How to complete this task -> Please copy every line of the data in which the string "TickerTypesQuery" appears.

Dataset excerpts ->
....................
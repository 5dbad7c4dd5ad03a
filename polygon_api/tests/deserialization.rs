use chrono::NaiveDate;
use polygon_api::types::{
    ContractType, ListResponse, NewsArticle, OptionContract, Response, Ticker, TickerType,
};

fn load_fixture(name: &str) -> String {
    std::fs::read_to_string(format!("tests/fixtures/{}", name)).unwrap()
}

#[test]
fn deserialize_tickers_full() {
    let json = load_fixture("tickers.json");
    let resp: ListResponse<Ticker> = serde_json::from_str(&json).unwrap();
    assert_eq!(resp.status, "OK");
    assert_eq!(resp.request_id, "6a7e466379af0a71039d60cc78e72282");
    assert_eq!(resp.count, Some(2));
    assert_eq!(resp.results.len(), 2);

    let apple = &resp.results[0];
    assert_eq!(apple.ticker, "AAPL");
    assert!(apple.active);
    assert_eq!(apple.name.as_deref(), Some("Apple Inc."));
    assert_eq!(apple.cik.as_deref(), Some("0000320193"));
    assert_eq!(apple.market.as_deref(), Some("stocks"));
    assert_eq!(apple.primary_exchange.as_deref(), Some("XNAS"));
    assert_eq!(apple.ticker_type.as_deref(), Some("CS"));
    assert_eq!(
        apple.list_date,
        Some(NaiveDate::from_ymd_opt(1980, 12, 12).unwrap())
    );
    assert_eq!(apple.share_class_shares_outstanding, Some(15441880000));
    assert_eq!(apple.total_employees, Some(161000));
    let address = apple.address.as_ref().unwrap();
    assert_eq!(address.city.as_deref(), Some("CUPERTINO"));
    assert!(apple.branding.as_ref().unwrap().logo_url.is_some());

    let delisted = &resp.results[1];
    assert!(!delisted.active);
    assert!(delisted.delisted_utc.is_some());
    assert!(delisted.address.is_none());
    assert!(delisted.market_cap.is_none());
}

#[test]
fn deserialize_tickers_sparse_record() {
    // Fields absent from the payload decode to defaults, never an error.
    let json = r#"{"results":[{"ticker":"AAPL","active":true}]}"#;
    let resp: ListResponse<Ticker> = serde_json::from_str(json).unwrap();
    assert_eq!(resp.results.len(), 1);

    let ticker = &resp.results[0];
    assert_eq!(ticker.ticker, "AAPL");
    assert!(ticker.active);
    assert!(ticker.name.is_none());
    assert!(ticker.list_date.is_none());
    assert!(ticker.delisted_utc.is_none());
    assert!(ticker.address.is_none());
    assert!(ticker.ticker_type.is_none());
    assert_eq!(resp.status, "");
    assert_eq!(resp.count, None);
}

#[test]
fn deserialize_tickers_missing_results() {
    let json = load_fixture("tickers_minimal.json");
    let resp: ListResponse<Ticker> = serde_json::from_str(&json).unwrap();
    assert_eq!(resp.status, "OK");
    assert!(resp.results.is_empty());
}

#[test]
fn deserialize_ticker_details() {
    let json = load_fixture("ticker_details.json");
    let resp: Response<Ticker> = serde_json::from_str(&json).unwrap();
    assert_eq!(resp.status, "OK");

    let ticker = resp.results.unwrap();
    assert_eq!(ticker.ticker, "AAPL");
    assert_eq!(ticker.market_cap, Some(2634750000000.0));
    assert_eq!(ticker.currency_name.as_deref(), Some("usd"));
}

#[test]
fn deserialize_ticker_types() {
    let json = load_fixture("ticker_types.json");
    let resp: ListResponse<TickerType> = serde_json::from_str(&json).unwrap();
    assert_eq!(resp.results.len(), 3);
    assert_eq!(resp.results[0].code.as_deref(), Some("CS"));
    assert_eq!(resp.results[0].description.as_deref(), Some("Common Stock"));
    assert_eq!(resp.results[1].code.as_deref(), Some("ETF"));
    assert_eq!(resp.results[0].asset_class.as_deref(), Some("stocks"));
}

#[test]
fn deserialize_news() {
    let json = load_fixture("news.json");
    let resp: ListResponse<NewsArticle> = serde_json::from_str(&json).unwrap();
    assert_eq!(resp.results.len(), 1);

    let article = &resp.results[0];
    assert_eq!(article.id, "e0f2ef3d0f1a04d5f29b6d7c8b0e4d37f4b2c9e3");
    assert_eq!(article.tickers, vec!["AAPL".to_string()]);
    assert_eq!(article.keywords.len(), 2);
    assert_eq!(
        article.title.as_deref(),
        Some("Apple Shares Rise After Earnings Beat")
    );
    let published = article.published_utc.unwrap();
    assert_eq!(published.to_rfc3339(), "2024-04-26T13:30:00+00:00");
    assert_eq!(
        article.publisher.as_ref().unwrap().name.as_deref(),
        Some("Benzinga")
    );
}

#[test]
fn deserialize_option_contracts() {
    let json = load_fixture("option_contracts.json");
    let resp: ListResponse<OptionContract> = serde_json::from_str(&json).unwrap();
    assert_eq!(resp.results.len(), 2);

    let call = &resp.results[0];
    assert_eq!(call.ticker, "O:AAPL250117C00150000");
    assert!(matches!(call.contract_type, Some(ContractType::Call)));
    assert_eq!(
        call.expiration_date,
        Some(NaiveDate::from_ymd_opt(2025, 1, 17).unwrap())
    );
    assert_eq!(call.strike_price, Some(150.0));
    assert_eq!(call.shares_per_contract, Some(100));
    assert_eq!(call.underlying_ticker.as_deref(), Some("AAPL"));
    assert!(call.additional_underlyings.is_empty());

    let put = &resp.results[1];
    assert!(matches!(put.contract_type, Some(ContractType::Put)));
    assert_eq!(put.additional_underlyings.len(), 1);
    assert_eq!(
        put.additional_underlyings[0].underlying.as_deref(),
        Some("VMW")
    );
    assert_eq!(put.additional_underlyings[0].amount, Some(44.31));
    assert_eq!(
        put.additional_underlyings[0].underlying_type.as_deref(),
        Some("equity")
    );
}

#[test]
fn deserialize_option_contract_details() {
    let json = load_fixture("option_contract.json");
    let resp: Response<OptionContract> = serde_json::from_str(&json).unwrap();
    let contract = resp.results.unwrap();
    assert_eq!(contract.ticker, "O:AAPL250117C00150000");
    assert_eq!(contract.exercise_style.as_deref(), Some("american"));
}

#[test]
fn deserialize_malformed_json_returns_error() {
    let bad_json = r#"{"results": not valid json}"#;
    let result = serde_json::from_str::<ListResponse<Ticker>>(bad_json);
    assert!(result.is_err());
}
//! HTTP client for the market-data REST API.

use std::time::Duration;

use serde::de::DeserializeOwned;
use url::Url;

use crate::{
    query::{
        OptionContractQuery, OptionContractsQuery, Query, TickerDetailsQuery, TickerNewsQuery,
        TickerTypesQuery, TickersQuery,
    },
    types::{ListResponse, NewsArticle, OptionContract, Response, Ticker, TickerType},
    Error,
};

/// HTTP client for the market-data REST API.
///
/// Authenticates every request with a bearer token. Required path
/// parameters are validated before any network I/O. Each request builds a
/// fresh `reqwest::Client` with a 30-second timeout. The client never
/// retries.
pub struct Client {
    /// Base URL for the API. Defaults to `https://api.polygon.io`.
    base_api_url: String,
    api_key: String,
}

impl Client {
    /// Creates a new client pointing at the production API.
    pub fn new(api_key: &str) -> Self {
        Self {
            base_api_url: "https://api.polygon.io".to_string(),
            api_key: api_key.to_string(),
        }
    }

    /// Creates a new client with a custom base URL. Used for testing with
    /// wiremock.
    pub fn with_base_url(base_url: &str, api_key: &str) -> Self {
        Self {
            base_api_url: base_url.to_string(),
            api_key: api_key.to_string(),
        }
    }

    fn get_url(&self, query: &impl Query) -> Result<Url, Error> {
        let path = query.path()?;
        let url = Url::parse(format!("{}{}", &self.base_api_url, path).as_str()).map_err(|e| {
            tracing::error!("Invalid URL constructed: {}", e);
            Error::RequestFailed
        })?;
        Ok(query.add_to_url(&url))
    }

    async fn get<T, Q>(&self, query: &Q) -> Result<T, Error>
    where
        T: DeserializeOwned,
        Q: Query,
    {
        let url = self.get_url(query)?;
        let client = reqwest::Client::builder()
            .timeout(Duration::from_secs(30))
            .build()
            .map_err(|e| {
                tracing::error!("Failed to build HTTP client: {}", e);
                Error::RequestFailed
            })?;
        let resp = client
            .get(url)
            .bearer_auth(&self.api_key)
            .header("accept", "application/json")
            .send()
            .await
            .map_err(|e| {
                tracing::error!("Failed to get resource: {}", e);
                Error::RequestFailed
            })?;

        let status = resp.status();
        let body = resp.text().await.map_err(|e| {
            tracing::error!("Failed to read response body: {}", e);
            Error::RequestFailed
        })?;

        if !status.is_success() {
            let snippet = truncate_body(&body);
            tracing::error!("Request failed with status {}: {}", status, snippet);
            return Err(Error::HttpStatus {
                status: status.as_u16(),
                body: snippet,
            });
        }

        let parsed = serde_json::from_str::<T>(&body).map_err(|e| {
            let snippet = truncate_body(&body);
            tracing::error!("Failed to parse resource: {} | body: {}", e, snippet);
            Error::RequestFailed
        })?;

        Ok(parsed)
    }

    /// Fetches tickers matching the given query.
    pub async fn list_tickers(&self, query: &TickersQuery) -> Result<ListResponse<Ticker>, Error> {
        self.get::<ListResponse<Ticker>, TickersQuery>(query).await
    }

    /// Fetches details for a single ticker.
    pub async fn get_ticker_details(
        &self,
        query: &TickerDetailsQuery,
    ) -> Result<Response<Ticker>, Error> {
        self.get::<Response<Ticker>, TickerDetailsQuery>(query)
            .await
    }

    /// Fetches the ticker type codes the API understands.
    pub async fn get_ticker_types(
        &self,
        query: &TickerTypesQuery,
    ) -> Result<ListResponse<TickerType>, Error> {
        self.get::<ListResponse<TickerType>, TickerTypesQuery>(query)
            .await
    }

    /// Fetches news articles matching the given query.
    pub async fn list_ticker_news(
        &self,
        query: &TickerNewsQuery,
    ) -> Result<ListResponse<NewsArticle>, Error> {
        self.get::<ListResponse<NewsArticle>, TickerNewsQuery>(query)
            .await
    }

    /// Fetches options contracts matching the given query.
    pub async fn list_option_contracts(
        &self,
        query: &OptionContractsQuery,
    ) -> Result<ListResponse<OptionContract>, Error> {
        self.get::<ListResponse<OptionContract>, OptionContractsQuery>(query)
            .await
    }

    /// Fetches details for a single options contract.
    pub async fn get_option_contract(
        &self,
        query: &OptionContractQuery,
    ) -> Result<Response<OptionContract>, Error> {
        self.get::<Response<OptionContract>, OptionContractQuery>(query)
            .await
    }
}

fn truncate_body(body: &str) -> String {
    const MAX: usize = 2000;
    if body.len() <= MAX {
        body.to_string()
    } else {
        format!("{}...[truncated]", &body[..MAX])
    }
}
//! Shared filter infrastructure: the [`Comparator`] enum, the
//! [`RangeFilter`] slot map backing every filterable field, and the
//! [`FilterValue`] query-string encodings.

use chrono::{DateTime, NaiveDate, Utc};
use url::Url;

/// Comparison operator selecting which wire-key suffix a filter value is
/// emitted under.
#[derive(Clone, Copy, PartialEq, Eq, Debug)]
pub enum Comparator {
    /// Exact match, emitted under the bare field name.
    Equal = 0,
    /// Emitted under `<field>.lt`.
    LessThan = 1,
    /// Emitted under `<field>.lte`.
    LessOrEqual = 2,
    /// Emitted under `<field>.gt`.
    GreaterThan = 3,
    /// Emitted under `<field>.gte`.
    GreaterOrEqual = 4,
}

impl Comparator {
    /// All comparators, in wire-emission order.
    pub const ALL: [Comparator; 5] = [
        Comparator::Equal,
        Comparator::LessThan,
        Comparator::LessOrEqual,
        Comparator::GreaterThan,
        Comparator::GreaterOrEqual,
    ];

    /// Query-key suffix for this comparator. Equality has none.
    pub fn key_suffix(self) -> Option<&'static str> {
        match self {
            Comparator::Equal => None,
            Comparator::LessThan => Some("lt"),
            Comparator::LessOrEqual => Some("lte"),
            Comparator::GreaterThan => Some("gt"),
            Comparator::GreaterOrEqual => Some("gte"),
        }
    }
}

/// Query-string encoding for filterable value types.
///
/// Calendar dates encode as `YYYY-MM-DD`; timestamps encode as a
/// millisecond epoch. Which encoding a field uses is fixed by the value
/// type it is declared with.
pub trait FilterValue {
    /// Renders the value as it appears in the query string.
    fn to_query_value(&self) -> String;
}

impl FilterValue for String {
    fn to_query_value(&self) -> String {
        self.clone()
    }
}

impl FilterValue for f64 {
    fn to_query_value(&self) -> String {
        self.to_string()
    }
}

impl FilterValue for NaiveDate {
    fn to_query_value(&self) -> String {
        self.format("%Y-%m-%d").to_string()
    }
}

impl FilterValue for DateTime<Utc> {
    fn to_query_value(&self) -> String {
        self.timestamp_millis().to_string()
    }
}

/// One filterable field: a fixed mapping from [`Comparator`] to an optional
/// bound value.
///
/// Slots are independent. Setting one slot never touches the others, so a
/// range is expressed by populating two slots (e.g. `.gte` and `.lt`
/// together). An empty slot contributes no query key.
#[derive(Clone)]
pub struct RangeFilter<T> {
    slots: [Option<T>; 5],
}

impl<T> Default for RangeFilter<T> {
    fn default() -> Self {
        RangeFilter {
            slots: [None, None, None, None, None],
        }
    }
}

impl<T> RangeFilter<T> {
    /// Binds `value` under `comparator`, replacing any previous value in
    /// that slot only.
    pub fn set(&mut self, comparator: Comparator, value: T) {
        self.slots[comparator as usize] = Some(value);
    }

    /// Returns the value bound under `comparator`, if any.
    pub fn get(&self, comparator: Comparator) -> Option<&T> {
        self.slots[comparator as usize].as_ref()
    }

    /// True when no slot is populated.
    pub fn is_empty(&self) -> bool {
        self.slots.iter().all(Option::is_none)
    }

    /// Iterates populated slots in wire-emission order.
    pub fn iter(&self) -> impl Iterator<Item = (Comparator, &T)> + '_ {
        Comparator::ALL
            .iter()
            .filter_map(move |c| self.get(*c).map(|v| (*c, v)))
    }
}

impl<T: FilterValue> RangeFilter<T> {
    /// Appends one query pair per populated slot: the bare field name for
    /// equality, `<field>.<suffix>` for the range comparators.
    pub fn add_to_url(&self, url: &Url, field: &str) -> Url {
        let mut url = url.clone();
        for (comparator, value) in self.iter() {
            let key = match comparator.key_suffix() {
                None => field.to_string(),
                Some(suffix) => format!("{}.{}", field, suffix),
            };
            url.query_pairs_mut()
                .append_pair(key.as_str(), value.to_query_value().as_str());
        }
        url
    }
}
....................
Exercise answer ->
        TickerTypesQuery, TickersQuery,
        query: &TickerTypesQuery,
        self.get::<ListResponse<TickerType>, TickerTypesQuery>(query)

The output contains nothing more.